В изображении судьбы героев повести, их отношений выступает характерная для Тургенева тема трагизма любви. Эта тема звучит и в предшествующих «Фаусту» повестях «Затишье», «Переписка», «Яков Пасынков» и в последующих – «Ася» и «Первая любовь». Рассматривая любовь как проявление одной из стихийных, бессознательных и равнодушных к человеку сил природы, Тургенев в «Фаусте» показывает беспомощность, беззащитность человека перед этой силой. Не могут уберечь от нее героиню повести ни целенаправленное воспитание, ни «благополучно» устроенная семейная жизнь. Любовь возникает в повести как страсть, которая лишь на мгновение вносит в жизнь поэтическое озарение, а затем разрешается трагически.

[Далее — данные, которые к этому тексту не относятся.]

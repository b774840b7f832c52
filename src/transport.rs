//! WebSocket stream transport
//!
//! Maintains the persistent connection to the inference endpoint, ships
//! encoded frames outbound (fire-and-forget) and surfaces inbound prediction
//! events in arrival order. Connection loss stops frame sampling and is
//! surfaced as state; the transport never reconnects on its own — retry
//! policy belongs to the caller.

use crate::capture::CaptureSurface;
use crate::config::StreamConfig;
use crate::encoder::{EncoderHandle, EncoderStats, FrameEncoder};
use crate::protocol::{self, ClientMessage, Prediction, ServerMessage};
use futures_util::stream::{SplitSink, SplitStream};
use futures_util::{SinkExt, StreamExt};
use parking_lot::{Mutex, RwLock};
use std::sync::atomic::{AtomicBool, AtomicU64, Ordering};
use std::sync::Arc;
use thiserror::Error;
use tokio::net::TcpStream;
use tokio::sync::{mpsc, watch};
use tokio::task::JoinHandle;
use tokio_tungstenite::tungstenite::Message;
use tokio_tungstenite::{connect_async, MaybeTlsStream, WebSocketStream};
use tracing::{debug, info, trace, warn};

type WsSink = SplitSink<WebSocketStream<MaybeTlsStream<TcpStream>>, Message>;
type WsStream = SplitStream<WebSocketStream<MaybeTlsStream<TcpStream>>>;

/// Observer for asynchronous prediction events.
pub type PredictionHandler = Arc<dyn Fn(Prediction) + Send + Sync>;

#[derive(Error, Debug)]
pub enum TransportError {
    #[error("websocket connect failed: {0}")]
    Connect(#[from] tokio_tungstenite::tungstenite::Error),
}

/// Transport lifecycle states.
#[derive(Debug, Clone, Copy, PartialEq, Eq)]
pub enum TransportState {
    Idle,
    Connecting,
    Open,
    Streaming,
    Paused,
    Closing,
    Closed,
    /// Absorbing error state; only `disconnect` leaves it.
    Errored,
}

impl TransportState {
    /// Whether a connection attempt or live connection exists.
    pub fn is_active(self) -> bool {
        matches!(
            self,
            TransportState::Connecting
                | TransportState::Open
                | TransportState::Streaming
                | TransportState::Paused
        )
    }
}

/// The single live transport state per controller.
///
/// Shared into the transport so every incarnation of the connection writes
/// the same cell; the transition log makes restart cycles observable.
pub struct StateCell {
    current: Mutex<TransportState>,
    log: Mutex<Vec<TransportState>>,
}

impl StateCell {
    pub fn new() -> Self {
        Self {
            current: Mutex::new(TransportState::Idle),
            log: Mutex::new(vec![TransportState::Idle]),
        }
    }

    pub fn get(&self) -> TransportState {
        *self.current.lock()
    }

    /// Every state entered since creation, in order.
    pub fn log(&self) -> Vec<TransportState> {
        self.log.lock().clone()
    }

    fn set(&self, next: TransportState) {
        let mut current = self.current.lock();
        if *current == next {
            return;
        }
        trace!(from = ?*current, to = ?next, "Transport state transition");
        *current = next;
        self.log.lock().push(next);
    }
}

impl Default for StateCell {
    fn default() -> Self {
        Self::new()
    }
}

/// Transport statistics snapshot.
#[derive(Debug, Clone, Default)]
pub struct TransportStats {
    pub frames_sent: u64,
    pub predictions_received: u64,
    pub messages_dropped: u64,
    pub server_errors: u64,
}

#[derive(Default)]
struct Counters {
    frames_sent: AtomicU64,
    predictions_received: AtomicU64,
    messages_dropped: AtomicU64,
    server_errors: AtomicU64,
}

/// Persistent connection carrying frames out and prediction events in.
pub struct StreamTransport {
    config: Arc<RwLock<StreamConfig>>,
    state: Arc<StateCell>,
    handler: Arc<Mutex<Option<PredictionHandler>>>,
    paused: Arc<AtomicBool>,
    counters: Arc<Counters>,
    encoder: Option<EncoderHandle>,
    shutdown: Option<watch::Sender<bool>>,
    send_task: Option<JoinHandle<()>>,
    recv_task: Option<JoinHandle<()>>,
}

impl StreamTransport {
    pub fn new(config: Arc<RwLock<StreamConfig>>, state: Arc<StateCell>) -> Self {
        Self {
            config,
            state,
            handler: Arc::new(Mutex::new(None)),
            paused: Arc::new(AtomicBool::new(false)),
            counters: Arc::new(Counters::default()),
            encoder: None,
            shutdown: None,
            send_task: None,
            recv_task: None,
        }
    }

    /// Opens the connection and starts streaming frames from `surface`.
    ///
    /// No-op when a connection attempt or live connection already exists —
    /// calling connect twice never opens two sockets. Resolves once the
    /// transport has reached `Streaming`.
    pub async fn connect(
        &mut self,
        surface: Arc<dyn CaptureSurface>,
        on_prediction: PredictionHandler,
    ) -> Result<(), TransportError> {
        if self.state.get().is_active() {
            debug!("Transport already active, ignoring connect");
            return Ok(());
        }

        let url = protocol::ws_url(&self.config.read().server_url);
        info!(url = %url, "Connecting to inference server");
        self.state.set(TransportState::Connecting);

        let ws = match connect_async(url.as_str()).await {
            Ok((ws, _response)) => ws,
            Err(e) => {
                warn!(url = %url, error = %e, "WebSocket connect failed");
                self.state.set(TransportState::Errored);
                return Err(e.into());
            }
        };

        self.state.set(TransportState::Open);
        *self.handler.lock() = Some(on_prediction);
        self.paused.store(false, Ordering::Release);

        let (encoder, frame_rx) = FrameEncoder::start(surface, Arc::clone(&self.config));
        self.encoder = Some(encoder.clone());

        let (shutdown_tx, shutdown_rx) = watch::channel(false);
        self.shutdown = Some(shutdown_tx);

        let (ws_tx, ws_rx) = ws.split();

        self.send_task = Some(tokio::spawn(run_send_loop(
            ws_tx,
            frame_rx,
            shutdown_rx.clone(),
            Arc::clone(&self.paused),
            Arc::clone(&self.state),
            encoder.clone(),
            Arc::clone(&self.counters),
        )));

        self.recv_task = Some(tokio::spawn(run_recv_loop(
            ws_rx,
            shutdown_rx,
            Arc::clone(&self.handler),
            Arc::clone(&self.state),
            encoder,
            Arc::clone(&self.counters),
        )));

        self.state.set(TransportState::Streaming);
        info!("Streaming started");
        Ok(())
    }

    /// Tears the connection down: sampling stops first (no frames in flight
    /// afterwards), then the socket closes, then the callback reference is
    /// dropped so late results are discarded. Idempotent; safe when already
    /// Closed or Idle.
    pub async fn disconnect(&mut self) {
        let state = self.state.get();
        if matches!(state, TransportState::Idle | TransportState::Closed) {
            debug!(state = ?state, "Transport already down, ignoring disconnect");
            return;
        }

        info!("Disconnecting stream transport");
        self.state.set(TransportState::Closing);

        if let Some(encoder) = self.encoder.take() {
            encoder.stop();
        }

        if let Some(shutdown) = self.shutdown.take() {
            let _ = shutdown.send(true);
        }

        // Let the send loop flush its close frame, then reap the reader.
        if let Some(task) = self.send_task.take() {
            let _ = task.await;
        }
        if let Some(task) = self.recv_task.take() {
            task.abort();
            let _ = task.await;
        }

        *self.handler.lock() = None;
        self.paused.store(false, Ordering::Release);
        self.state.set(TransportState::Closed);
        info!("Stream transport closed");
    }

    /// Stops forwarding frames while keeping the connection open.
    pub fn pause(&self) {
        if self.state.get() == TransportState::Streaming {
            self.paused.store(true, Ordering::Release);
            self.state.set(TransportState::Paused);
        }
    }

    /// Resumes frame forwarding after a pause.
    pub fn resume(&self) {
        if self.state.get() == TransportState::Paused {
            self.paused.store(false, Ordering::Release);
            self.state.set(TransportState::Streaming);
        }
    }

    pub fn state(&self) -> TransportState {
        self.state.get()
    }

    pub fn stats(&self) -> TransportStats {
        TransportStats {
            frames_sent: self.counters.frames_sent.load(Ordering::Relaxed),
            predictions_received: self.counters.predictions_received.load(Ordering::Relaxed),
            messages_dropped: self.counters.messages_dropped.load(Ordering::Relaxed),
            server_errors: self.counters.server_errors.load(Ordering::Relaxed),
        }
    }

    pub fn encoder_stats(&self) -> Option<EncoderStats> {
        self.encoder.as_ref().map(|e| e.stats())
    }
}

impl Drop for StreamTransport {
    fn drop(&mut self) {
        // Best-effort teardown; disconnect() is the proper path
        if let Some(encoder) = self.encoder.take() {
            encoder.stop();
        }
        if let Some(task) = self.send_task.take() {
            task.abort();
        }
        if let Some(task) = self.recv_task.take() {
            task.abort();
        }
    }
}

/// Forwards encoded frames to the socket, fire-and-forget per frame.
async fn run_send_loop(
    mut ws_tx: WsSink,
    mut frame_rx: mpsc::Receiver<crate::protocol::EncodedFrame>,
    mut shutdown: watch::Receiver<bool>,
    paused: Arc<AtomicBool>,
    state: Arc<StateCell>,
    encoder: EncoderHandle,
    counters: Arc<Counters>,
) {
    debug!("Frame send loop started");

    loop {
        tokio::select! {
            _ = shutdown.changed() => {
                let _ = ws_tx.send(Message::Close(None)).await;
                break;
            }
            frame = frame_rx.recv() => {
                let Some(frame) = frame else {
                    // Encoder stopped; nothing more to send
                    break;
                };

                if paused.load(Ordering::Acquire) {
                    continue;
                }

                let payload = ClientMessage::frame(&frame).to_json();
                if let Err(e) = ws_tx.send(Message::Text(payload.into())).await {
                    warn!(error = %e, "Failed to send frame, stopping sampling");
                    encoder.stop();
                    if !matches!(state.get(), TransportState::Closing | TransportState::Closed) {
                        state.set(TransportState::Errored);
                    }
                    break;
                }
                counters.frames_sent.fetch_add(1, Ordering::Relaxed);
            }
        }
    }

    debug!("Frame send loop stopped");
}

/// Delivers inbound messages to the registered handler in arrival order.
async fn run_recv_loop(
    mut ws_rx: WsStream,
    mut shutdown: watch::Receiver<bool>,
    handler: Arc<Mutex<Option<PredictionHandler>>>,
    state: Arc<StateCell>,
    encoder: EncoderHandle,
    counters: Arc<Counters>,
) {
    debug!("Receive loop started");

    loop {
        let msg = tokio::select! {
            _ = shutdown.changed() => break,
            msg = ws_rx.next() => msg,
        };

        match msg {
            Some(Ok(Message::Text(text))) => match ServerMessage::parse(text.as_str()) {
                Some(ServerMessage::Prediction { prediction }) => {
                    counters.predictions_received.fetch_add(1, Ordering::Relaxed);
                    trace!(letter = %prediction.letter, confidence = prediction.confidence,
                        "Prediction received");
                    let callback = handler.lock().clone();
                    if let Some(callback) = callback {
                        callback(prediction);
                    }
                }
                Some(ServerMessage::Error { message }) => {
                    counters.server_errors.fetch_add(1, Ordering::Relaxed);
                    warn!(message = %message, "Server reported an error");
                }
                None => {
                    counters.messages_dropped.fetch_add(1, Ordering::Relaxed);
                    warn!("Dropping unparseable server message");
                }
            },
            // Pings are answered by the library; other frames carry nothing for us
            Some(Ok(Message::Close(_))) | None => {
                info!("Connection closed by server");
                encoder.stop();
                if !matches!(state.get(), TransportState::Closing | TransportState::Closed) {
                    state.set(TransportState::Closed);
                }
                break;
            }
            Some(Ok(_)) => {}
            Some(Err(e)) => {
                warn!(error = %e, "WebSocket error, stopping sampling");
                encoder.stop();
                if !matches!(state.get(), TransportState::Closing | TransportState::Closed) {
                    state.set(TransportState::Errored);
                }
                break;
            }
        }
    }

    debug!("Receive loop stopped");
}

В то же время субъективно-лирическая сторона в повести тонко сочетается с планом объективно-реальным и не противоречит ее социально-психологической правде. История любви героя повести Павла Александровича Б. и Веры Ельцовой дается в определенной обстановке (русский поместный быт) и обусловлена их характерами и понятиями, выработанными под воздействием окружающей среды и воспитания. Мотив разочарования, идея долга, общественного служения, противопоставленного личным стремлениям, проходит и через другие повести Тургенева 1860-х годов, которые вместе с «Фаустом» служат подготовительными звеньями к «Дворянскому гнезду».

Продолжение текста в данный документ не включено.